## Your task
Pull out each line of the records holding the string "Relaxed".

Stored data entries
· · · · · · ·
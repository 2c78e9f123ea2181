use std::sync::atomic::{AtomicBool, AtomicU64, Ordering};
use std::sync::Arc;
use std::time::Duration;

use axum::extract::ws::{Message as WsMessage, WebSocket};
use dashmap::DashMap;
use futures::{SinkExt, StreamExt};
use tokio::sync::mpsc;

use forge_core::{ServerFrame, UserId};

const HEARTBEAT_INTERVAL: Duration = Duration::from_secs(30);
const CLIENT_TIMEOUT: Duration = Duration::from_secs(90);

/// Client identifier, chosen by the client in the connection URL.
#[derive(Clone, Debug, PartialEq, Eq, Hash)]
pub struct ClientId(pub String);

impl From<String> for ClientId {
    fn from(s: String) -> Self {
        Self(s)
    }
}

impl From<&str> for ClientId {
    fn from(s: &str) -> Self {
        Self(s.to_string())
    }
}

impl std::fmt::Display for ClientId {
    fn fmt(&self, f: &mut std::fmt::Formatter<'_>) -> std::fmt::Result {
        write!(f, "{}", self.0)
    }
}

/// A connected WebSocket client. The user binding is fixed at connect
/// time by token verification.
pub struct Client {
    pub id: ClientId,
    pub user_id: Option<UserId>,
    pub tx: mpsc::Sender<String>,
    pub connected: AtomicBool,
    pub last_pong: AtomicU64,
}

impl Client {
    fn new(id: ClientId, user_id: Option<UserId>, tx: mpsc::Sender<String>) -> Self {
        Self {
            id,
            user_id,
            tx,
            connected: AtomicBool::new(true),
            last_pong: AtomicU64::new(now_secs()),
        }
    }

    pub fn is_connected(&self) -> bool {
        self.connected.load(Ordering::Relaxed)
    }

    pub fn record_pong(&self) {
        self.last_pong.store(now_secs(), Ordering::Relaxed);
    }

    pub fn is_alive(&self) -> bool {
        let last = self.last_pong.load(Ordering::Relaxed);
        now_secs().saturating_sub(last) < CLIENT_TIMEOUT.as_secs()
    }
}

fn now_secs() -> u64 {
    std::time::SystemTime::now()
        .duration_since(std::time::UNIX_EPOCH)
        .unwrap_or_default()
        .as_secs()
}

/// Registry of all connected WebSocket clients, keyed by client id.
pub struct ClientRegistry {
    clients: DashMap<ClientId, Arc<Client>>,
    max_send_queue: usize,
}

impl ClientRegistry {
    pub fn new(max_send_queue: usize) -> Self {
        Self {
            clients: DashMap::new(),
            max_send_queue,
        }
    }

    /// Register a client under its chosen id. A reconnect with the same
    /// id replaces the stale entry.
    pub fn register(
        &self,
        id: ClientId,
        user_id: Option<UserId>,
    ) -> mpsc::Receiver<String> {
        let (tx, rx) = mpsc::channel(self.max_send_queue);
        let client = Arc::new(Client::new(id.clone(), user_id, tx));
        if let Some(old) = self.clients.insert(id, client) {
            old.connected.store(false, Ordering::Relaxed);
        }
        rx
    }

    /// Remove a client. Safe to call for ids that are already gone.
    pub fn unregister(&self, id: &ClientId) {
        if let Some((_, client)) = self.clients.remove(id) {
            client.connected.store(false, Ordering::Relaxed);
        }
    }

    pub fn is_registered(&self, id: &ClientId) -> bool {
        self.clients.contains_key(id)
    }

    /// The user bound to a connection, if the client authenticated.
    pub fn user_id_of(&self, id: &ClientId) -> Option<UserId> {
        self.clients.get(id).and_then(|c| c.user_id.clone())
    }

    /// Serialize a frame and queue it for one client. A closed channel
    /// means the socket is gone, so the entry is dropped on the spot.
    pub fn send(&self, client_id: &ClientId, frame: &ServerFrame) -> bool {
        let Ok(json) = serde_json::to_string(frame) else {
            return false;
        };
        let Some(client) = self.clients.get(client_id).map(|c| Arc::clone(&c)) else {
            return false;
        };
        match client.tx.try_send(json) {
            Ok(()) => true,
            Err(mpsc::error::TrySendError::Full(msg)) => {
                tracing::warn!(
                    client_id = %client_id,
                    frame = frame.frame_type(),
                    msg_len = msg.len(),
                    "Send queue full, dropping frame"
                );
                false
            }
            Err(mpsc::error::TrySendError::Closed(_)) => {
                self.unregister(client_id);
                false
            }
        }
    }

    /// Queue a frame for every connected client. Clients whose channel
    /// is closed are unregistered along the way. Returns the number of
    /// clients the frame was queued for.
    pub fn broadcast(&self, frame: &ServerFrame) -> usize {
        let Ok(json) = serde_json::to_string(frame) else {
            return 0;
        };
        let mut delivered = 0;
        let mut dead = Vec::new();
        for entry in self.clients.iter() {
            match entry.value().tx.try_send(json.clone()) {
                Ok(()) => delivered += 1,
                Err(mpsc::error::TrySendError::Full(_)) => {
                    tracing::warn!(
                        client_id = %entry.key(),
                        frame = frame.frame_type(),
                        "Send queue full, dropping broadcast frame"
                    );
                }
                Err(mpsc::error::TrySendError::Closed(_)) => {
                    dead.push(entry.key().clone());
                }
            }
        }
        // Removing during iteration would deadlock on the shard lock.
        for id in dead {
            self.unregister(&id);
        }
        delivered
    }

    pub fn count(&self) -> usize {
        self.clients.len()
    }

    fn record_pong(&self, id: &ClientId) {
        if let Some(client) = self.clients.get(id) {
            client.record_pong();
        }
    }

    /// Remove clients that haven't answered pings within the timeout.
    pub fn cleanup_dead_clients(&self) -> usize {
        let dead: Vec<ClientId> = self
            .clients
            .iter()
            .filter(|entry| !entry.value().is_alive())
            .map(|entry| entry.key().clone())
            .collect();

        let removed = dead.len();
        for id in dead {
            self.unregister(&id);
            tracing::info!(client_id = %id, "Cleaned up dead client");
        }
        removed
    }
}

/// Run a WebSocket connection: writer forwards queued frames plus
/// heartbeat pings, reader feeds inbound text to the gateway channel.
pub async fn handle_ws_connection(
    socket: WebSocket,
    client_id: ClientId,
    mut rx: mpsc::Receiver<String>,
    registry: Arc<ClientRegistry>,
    on_message: mpsc::Sender<(ClientId, String)>,
) {
    let (mut ws_tx, mut ws_rx) = socket.split();

    let writer_cid = client_id.clone();
    let writer = tokio::spawn(async move {
        let mut ping_interval = tokio::time::interval(HEARTBEAT_INTERVAL);
        ping_interval.tick().await; // consume first immediate tick

        loop {
            tokio::select! {
                msg = rx.recv() => {
                    match msg {
                        Some(text) => {
                            if ws_tx.send(WsMessage::Text(text.into())).await.is_err() {
                                break;
                            }
                        }
                        None => break,
                    }
                }
                _ = ping_interval.tick() => {
                    if ws_tx.send(WsMessage::Ping(vec![].into())).await.is_err() {
                        break;
                    }
                    tracing::trace!(client_id = %writer_cid, "Sent ping");
                }
            }
        }
    });

    let reader_cid = client_id.clone();
    let reader_registry = Arc::clone(&registry);
    let reader = tokio::spawn(async move {
        while let Some(Ok(msg)) = ws_rx.next().await {
            match msg {
                WsMessage::Text(text) => {
                    let _ = on_message.send((reader_cid.clone(), text.to_string())).await;
                }
                WsMessage::Pong(_) => {
                    reader_registry.record_pong(&reader_cid);
                }
                WsMessage::Close(_) => break,
                WsMessage::Ping(_) => {} // axum answers pings itself
                _ => {}
            }
        }
    });

    tokio::select! {
        _ = writer => {},
        _ = reader => {},
    }

    registry.unregister(&client_id);
    tracing::info!(client_id = %client_id, "WebSocket client disconnected");
}

/// Background task that periodically sweeps dead clients.
pub fn start_cleanup_task(
    registry: Arc<ClientRegistry>,
    interval: Duration,
) -> tokio::task::JoinHandle<()> {
    tokio::spawn(async move {
        let mut ticker = tokio::time::interval(interval);
        loop {
            ticker.tick().await;
            let removed = registry.cleanup_dead_clients();
            if removed > 0 {
                tracing::info!(removed, "Dead client cleanup");
            }
        }
    })
}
· · · · · · ·
## Response for this exercise
        self.connected.load(Ordering::Relaxed)
        self.last_pong.store(now_secs(), Ordering::Relaxed);
        let last = self.last_pong.load(Ordering::Relaxed);
            old.connected.store(false, Ordering::Relaxed);
            client.connected.store(false, Ordering::Relaxed);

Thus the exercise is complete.